Treatment of post-transfusion graft-versus-host disease with nafmostat mesilate, a serine protease inhibitor.

BACKGROUND

Cytotoxic T lymphocytes from donors are thought to injure the target organs in post-transfusion graft-versus-host disease (PT-GVHD) through perforin-granzyme- and Fas-dependent cell killings. The protease involved is a serine protease, and nafmostat mesilate (NM), a serine protease inhibitor, has been found to inhibit the in vitro allocytotoxicity of the T cell clone established from a patient with PT-GVHD, thus suggesting the usefulness of NM for treatment of PT-GVHD.

METHODS

A 47-year-old male with esophageal cancer, who received 3 units of packed red cells and 20 units of platelet concentrates from 5 unrelated donors, was diagnosed as having PT-GVHD on the basis of typical clinical features, HLA typing of the patient and the responsible donor, and a mixed chimera of CD8+ lymphocytes on microsatellite DNA polymorphism analysis.

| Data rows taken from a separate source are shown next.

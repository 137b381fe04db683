//! Core data models for the payroll engine.
//!
//! This module contains all the domain models used throughout the engine.

mod attendance;
mod durations;
mod employee;
mod statement;

pub use attendance::{AttendanceEntry, AttendanceRecord};
pub use durations::{WeekBucket, WorkDurations, hours_of};
pub use employee::{EmployeeProfile, MAX_AMOUNT};
pub use statement::{AuditStep, Deductions, PayrollComputation, PayrollStatement};
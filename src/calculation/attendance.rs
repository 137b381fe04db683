//! Daily duration aggregation.
//!
//! This module turns a single attendance entry into the regular and overtime
//! time it earns, applying the work schedule: the grace period on arrival,
//! the cap at the standard end of day, the unpaid break, and the rule that a
//! late arrival forfeits overtime for the day.

use chrono::{NaiveDate, NaiveTime, TimeDelta};
use serde::{Deserialize, Serialize};

use crate::config::SchedulePolicy;
use crate::error::{PayrollError, PayrollResult};
use crate::models::{AttendanceEntry, WorkDurations};

/// The time earned by one attendance entry.
#[derive(Debug, Clone, PartialEq, Eq, Serialize, Deserialize)]
pub struct DailyDuration {
    /// The date worked.
    pub date: NaiveDate,
    /// Regular and overtime time earned.
    pub durations: WorkDurations,
    /// Whether the arrival was after the grace period.
    pub is_late: bool,
    /// The time-in used for regular hours after grace forgiveness.
    pub effective_time_in: NaiveTime,
}

/// Computes the regular and overtime time earned by one attendance entry.
///
/// # Returns
///
/// - `Ok(None)` when the entry does not count: a missing time-in or
///   time-out, or a Saturday or Sunday date.
/// - `Ok(Some(..))` with the earned durations otherwise.
/// - `Err(InvalidTimeRange)` when time-out is before time-in.
///
/// # Rules
///
/// - An arrival at or before `start + grace` is not late. One that falls
///   after `start` inside the grace period counts from `start`; an earlier
///   arrival counts from its actual time.
/// - Regular time runs to `min(time_out, end)`, less the unpaid break,
///   and never goes below zero.
/// - Overtime is `time_out - end` when the employee was not late and left
///   after `end`. A late arrival earns no overtime that day.
///
/// # Examples
///
/// ```
/// use payroll_engine::calculation::aggregate_daily_duration;
/// use payroll_engine::config::SchedulePolicy;
/// use payroll_engine::models::AttendanceEntry;
/// use chrono::{NaiveDate, NaiveTime, TimeDelta};
///
/// let entry = AttendanceEntry {
///     employee_id: "10001".to_string(),
///     date: NaiveDate::from_ymd_opt(2024, 6, 3).unwrap(), // Monday
///     time_in: NaiveTime::from_hms_opt(8, 5, 0),
///     time_out: NaiveTime::from_hms_opt(17, 30, 0),
/// };
///
/// let day = aggregate_daily_duration(&entry, &SchedulePolicy::default())
///     .unwrap()
///     .unwrap();
/// assert_eq!(day.durations.regular, TimeDelta::hours(8));
/// assert_eq!(day.durations.overtime, TimeDelta::minutes(30));
/// ```
pub fn aggregate_daily_duration(
    entry: &AttendanceEntry,
    policy: &SchedulePolicy,
) -> PayrollResult<Option<DailyDuration>> {
    let (Some(time_in), Some(time_out)) = (entry.time_in, entry.time_out) else {
        return Ok(None);
    };

    if entry.is_weekend() {
        return Ok(None);
    }

    if time_out < time_in {
        return Err(PayrollError::InvalidTimeRange {
            employee_id: entry.employee_id.clone(),
            date: entry.date,
            time_in,
            time_out,
        });
    }

    let is_late = time_in > policy.late_threshold();
    let effective_time_in = if time_in > policy.start && !is_late {
        policy.start
    } else {
        time_in
    };
    let effective_time_out = time_out.min(policy.end);

    let regular = (effective_time_out - effective_time_in - policy.break_duration())
        .max(TimeDelta::zero());

    let overtime = if !is_late && time_out > policy.end {
        time_out - policy.end
    } else {
        TimeDelta::zero()
    };

    Ok(Some(DailyDuration {
        date: entry.date,
        durations: WorkDurations::new(regular, overtime),
        is_late,
        effective_time_in,
    }))
}
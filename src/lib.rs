//! Weekly payroll engine.
//!
//! This crate turns an employee roster and a daily attendance log into
//! weekly salary statements. Attendance is normalized against a fixed work
//! schedule, grouped into Monday-to-Sunday weeks, and priced with an hourly
//! rate, an overtime multiplier and four statutory deduction tables.

#![warn(missing_docs)]

pub mod api;
pub mod calculation;
pub mod config;
pub mod error;
pub mod models;
pub mod records;
pub mod report;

NM was administered to inhibit the activity of the serine proteases, thought to be granzymes; a liver dysfunction and thrombocytopenia with leukocytopenia simultaneously improved. Subsequently, a high-dose methylprednisolone pulse therapy and monoclonal anti-CD3 were administered to reduce the donor's proliferating lymphocytes, which resulted in lymphopenia accompanied by elimination of the donor's lymphocytes and normalization of the CD4/CD8 ratio. However, recurrence of the proliferation of the responsible donor's lymphocytes developed after cessation of NM administration, probably because of excessive immunosuppression caused by steroids and the monoclonal anti-CD3.

CONCLUSIONS

This case indicates that administration of a serine protease inhibitor may improve PT-GVHD symptoms by inhibiting cytotoxic T-cell-mediated killing of target cells in fatal PT-GVHD. Steroids and monoclonal anti-CD3 were probably responsible for the transient clinical improvements. More studies are required, however, on mechanisms to eliminate the donor's lymphocytes.